-- Source data --
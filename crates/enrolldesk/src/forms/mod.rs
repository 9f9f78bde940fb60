//! Record forms and their save workflows.
//!
//! Saves are multi-step where the API demands it (a person record before
//! its role record); each form carries a saving latch so a submit cannot
//! be issued twice concurrently.

pub mod agent;
pub mod course;
pub mod enrollment;
pub mod payment;
pub mod student;

pub use agent::{AgentForm, AgentWorkflow};
pub use course::{CourseForm, CourseWorkflow, InstitutionPicker, PickedInstitution};
pub use enrollment::{EnrollmentForm, EnrollmentWorkflow};
pub use payment::{PaymentForm, ScheduleAction, ScheduleBoard};
pub use student::{RoleSelection, StudentForm, StudentWorkflow};

use serde_json::Value;
use thiserror::Error;

use crate::api::ApiError;

/// Failure modes of a form save.
#[derive(Debug, Error)]
pub enum SaveError {
    /// Rejected before any network call.
    #[error("{0}")]
    Validation(String),
    /// The server refused the write as a duplicate; the message is
    /// user-presentable.
    #[error("{0}")]
    Conflict(String),
    /// A creation step succeeded but returned no usable id, so dependent
    /// steps cannot run.
    #[error("creation did not return a valid id")]
    MissingId,
    #[error("a save is already in progress")]
    InProgress,
    #[error("could not encode payload: {0}")]
    Encode(#[from] serde_json::Error),
    #[error(transparent)]
    Api(ApiError),
}

impl From<ApiError> for SaveError {
    fn from(err: ApiError) -> Self {
        SaveError::Api(err)
    }
}

/// Turn a 409 into a presentable [`SaveError::Conflict`]; any other API
/// failure passes through untranslated.
pub(crate) fn translate_conflict(err: ApiError, fallback: &str) -> SaveError {
    if err.is_conflict() {
        SaveError::Conflict(err.conflict_message(fallback))
    } else {
        SaveError::Api(err)
    }
}

/// Pull the integer `id` out of a creation response.
pub(crate) fn created_id(response: &Value) -> Result<i64, SaveError> {
    response
        .get("id")
        .and_then(Value::as_i64)
        .ok_or(SaveError::MissingId)
}
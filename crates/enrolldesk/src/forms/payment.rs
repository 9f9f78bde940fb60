//! Payment schedules and installment payments.

use std::sync::Arc;

use chrono::Utc;
use serde_json::to_value;
use tracing::info;

use super::SaveError;
use crate::api::{decode, ApiClient, ApiError};
use crate::domain::{CatalogEntry, Payment, PaymentPayload, ScheduleItem};

/// What the board offers for one installment, decided by its status.
#[derive(Debug, Clone, Copy, PartialEq, Eq)]
pub enum ScheduleAction {
    RegisterPayment,
    ViewDetails,
}

impl ScheduleAction {
    /// Paid installments are read-only; everything else can take a
    /// payment.
    pub fn for_status(status: &str) -> Self {
        if status.eq_ignore_ascii_case("pagado") {
            ScheduleAction::ViewDetails
        } else {
            ScheduleAction::RegisterPayment
        }
    }
}

/// The installment schedule of one enrollment.
///
/// The API only exposes the full schedule list, so the board fetches all
/// of it and keeps the rows for its enrollment.
pub struct ScheduleBoard<C: ?Sized> {
    client: Arc<C>,
    enrollment_id: i64,
    items: Vec<ScheduleItem>,
}

impl<C> ScheduleBoard<C>
where
    C: ApiClient + ?Sized,
{
    pub fn new(client: Arc<C>, enrollment_id: i64) -> Self {
        Self {
            client,
            enrollment_id,
            items: Vec::new(),
        }
    }

    pub fn enrollment_id(&self) -> i64 {
        self.enrollment_id
    }

    pub fn items(&self) -> &[ScheduleItem] {
        &self.items
    }

    pub async fn reload(&mut self) -> Result<(), ApiError> {
        let all: Vec<ScheduleItem> = decode(self.client.fetch("/payments-schedules").await?)?;
        self.items = all
            .into_iter()
            .filter(|item| item.enrollment_id == self.enrollment_id)
            .collect();
        Ok(())
    }

    pub fn action_for(&self, item: &ScheduleItem) -> ScheduleAction {
        ScheduleAction::for_status(&item.installment_status.status)
    }

    /// The payment behind a paid installment. Payments, like schedules,
    /// are only exposed as a full list.
    pub async fn payment_details(
        &self,
        schedule_item_id: i64,
    ) -> Result<Option<Payment>, ApiError> {
        let payments: Vec<Payment> = decode(self.client.fetch("/payments").await?)?;
        Ok(payments
            .into_iter()
            .find(|payment| payment.id_payment_schedule == schedule_item_id))
    }
}

/// Form state for registering a payment against one installment.
pub struct PaymentForm<C: ?Sized> {
    client: Arc<C>,
    pub payment_types: Vec<CatalogEntry>,
    schedule_item_id: i64,
    payment_type: Option<i64>,
    saving: bool,
}

impl<C> PaymentForm<C>
where
    C: ApiClient + ?Sized,
{
    pub fn new(client: Arc<C>, payment_types: Vec<CatalogEntry>, schedule_item_id: i64) -> Self {
        Self {
            client,
            payment_types,
            schedule_item_id,
            payment_type: None,
            saving: false,
        }
    }

    pub fn payment_type(&self) -> Option<i64> {
        self.payment_type
    }

    pub fn set_payment_type(&mut self, id: Option<i64>) {
        self.payment_type = id;
    }

    pub async fn register(&mut self) -> Result<(), SaveError> {
        if self.saving {
            return Err(SaveError::InProgress);
        }
        let id_payment_type = self
            .payment_type
            .ok_or_else(|| SaveError::Validation("Select a payment type.".to_string()))?;
        let payload = PaymentPayload {
            payment_date: Utc::now(),
            id_payment_type,
            id_payment_schedule: self.schedule_item_id,
        };

        self.saving = true;
        let result = self
            .client
            .create("/payments", to_value(payload)?)
            .await
            .map(|_| ());
        self.saving = false;
        info!(
            schedule_item = self.schedule_item_id,
            "payment registration settled"
        );
        result.map_err(SaveError::from)
    }
}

-- Goal of the exercise --
Reproduce the complete data exactly as presented above.

-- Written answer --
filename crates/enrolldesk/src/forms/mod.rs
repository 9f9f78bde940fb60
//! Record forms and their save workflows.
//!
//! Saves are multi-step where the API demands it (a person record before
//! its role record); each form carries a saving latch so a submit cannot
//! be issued twice concurrently.

pub mod agent;
pub mod course;
pub mod enrollment;
pub mod payment;
pub mod student;

pub use agent::{AgentForm, AgentWorkflow};
pub use course::{CourseForm, CourseWorkflow, InstitutionPicker, PickedInstitution};
pub use enrollment::{EnrollmentForm, EnrollmentWorkflow};
pub use payment::{PaymentForm, ScheduleAction, ScheduleBoard};
pub use student::{RoleSelection, StudentForm, StudentWorkflow};

use serde_json::Value;
use thiserror::Error;

use crate::api::ApiError;

/// Failure modes of a form save.
#[derive(Debug, Error)]
pub enum SaveError {
    /// Rejected before any network call.
    #[error("{0}")]
    Validation(String),
    /// The server refused the write as a duplicate; the message is
    /// user-presentable.
    #[error("{0}")]
    Conflict(String),
    /// A creation step succeeded but returned no usable id, so dependent
    /// steps cannot run.
    #[error("creation did not return a valid id")]
    MissingId,
    #[error("a save is already in progress")]
    InProgress,
    #[error("could not encode payload: {0}")]
    Encode(#[from] serde_json::Error),
    #[error(transparent)]
    Api(ApiError),
}

impl From<ApiError> for SaveError {
    fn from(err: ApiError) -> Self {
        SaveError::Api(err)
    }
}

/// Turn a 409 into a presentable [`SaveError::Conflict`]; any other API
/// failure passes through untranslated.
pub(crate) fn translate_conflict(err: ApiError, fallback: &str) -> SaveError {
    if err.is_conflict() {
        SaveError::Conflict(err.conflict_message(fallback))
    } else {
        SaveError::Api(err)
    }
}

/// Pull the integer `id` out of a creation response.
pub(crate) fn created_id(response: &Value) -> Result<i64, SaveError> {
    response
        .get("id")
        .and_then(Value::as_i64)
        .ok_or(SaveError::MissingId)
}
filename crates/enrolldesk/src/forms/payment.rs
repository 9f9f78bde940fb60
//! Payment schedules and installment payments.

use std::sync::Arc;

use chrono::Utc;
use serde_json::to_value;
use tracing::info;

use super::SaveError;
use crate::api::{decode, ApiClient, ApiError};
use crate::domain::{CatalogEntry, Payment, PaymentPayload, ScheduleItem};

/// What the board offers for one installment, decided by its status.
#[derive(Debug, Clone, Copy, PartialEq, Eq)]
pub enum ScheduleAction {
    RegisterPayment,
    ViewDetails,
}

impl ScheduleAction {
    /// Paid installments are read-only; everything else can take a
    /// payment.
    pub fn for_status(status: &str) -> Self {
        if status.eq_ignore_ascii_case("pagado") {
            ScheduleAction::ViewDetails
        } else {
            ScheduleAction::RegisterPayment
        }
    }
}

/// The installment schedule of one enrollment.
///
/// The API only exposes the full schedule list, so the board fetches all
/// of it and keeps the rows for its enrollment.
pub struct ScheduleBoard<C: ?Sized> {
    client: Arc<C>,
    enrollment_id: i64,
    items: Vec<ScheduleItem>,
}

impl<C> ScheduleBoard<C>
where
    C: ApiClient + ?Sized,
{
    pub fn new(client: Arc<C>, enrollment_id: i64) -> Self {
        Self {
            client,
            enrollment_id,
            items: Vec::new(),
        }
    }

    pub fn enrollment_id(&self) -> i64 {
        self.enrollment_id
    }

    pub fn items(&self) -> &[ScheduleItem] {
        &self.items
    }

    pub async fn reload(&mut self) -> Result<(), ApiError> {
        let all: Vec<ScheduleItem> = decode(self.client.fetch("/payments-schedules").await?)?;
        self.items = all
            .into_iter()
            .filter(|item| item.enrollment_id == self.enrollment_id)
            .collect();
        Ok(())
    }

    pub fn action_for(&self, item: &ScheduleItem) -> ScheduleAction {
        ScheduleAction::for_status(&item.installment_status.status)
    }

    /// The payment behind a paid installment. Payments, like schedules,
    /// are only exposed as a full list.
    pub async fn payment_details(
        &self,
        schedule_item_id: i64,
    ) -> Result<Option<Payment>, ApiError> {
        let payments: Vec<Payment> = decode(self.client.fetch("/payments").await?)?;
        Ok(payments
            .into_iter()
            .find(|payment| payment.id_payment_schedule == schedule_item_id))
    }
}

/// Form state for registering a payment against one installment.
pub struct PaymentForm<C: ?Sized> {
    client: Arc<C>,
    pub payment_types: Vec<CatalogEntry>,
    schedule_item_id: i64,
    payment_type: Option<i64>,
    saving: bool,
}

impl<C> PaymentForm<C>
where
    C: ApiClient + ?Sized,
{
    pub fn new(client: Arc<C>, payment_types: Vec<CatalogEntry>, schedule_item_id: i64) -> Self {
        Self {
            client,
            payment_types,
            schedule_item_id,
            payment_type: None,
            saving: false,
        }
    }

    pub fn payment_type(&self) -> Option<i64> {
        self.payment_type
    }

    pub fn set_payment_type(&mut self, id: Option<i64>) {
        self.payment_type = id;
    }

    pub async fn register(&mut self) -> Result<(), SaveError> {
        if self.saving {
            return Err(SaveError::InProgress);
        }
        let id_payment_type = self
            .payment_type
            .ok_or_else(|| SaveError::Validation("Select a payment type.".to_string()))?;
        let payload = PaymentPayload {
            payment_date: Utc::now(),
            id_payment_type,
            id_payment_schedule: self.schedule_item_id,
        };

        self.saving = true;
        let result = self
            .client
            .create("/payments", to_value(payload)?)
            .await
            .map(|_| ());
        self.saving = false;
        info!(
            schedule_item = self.schedule_item_id,
            "payment registration settled"
        );
        result.map_err(SaveError::from)
    }
}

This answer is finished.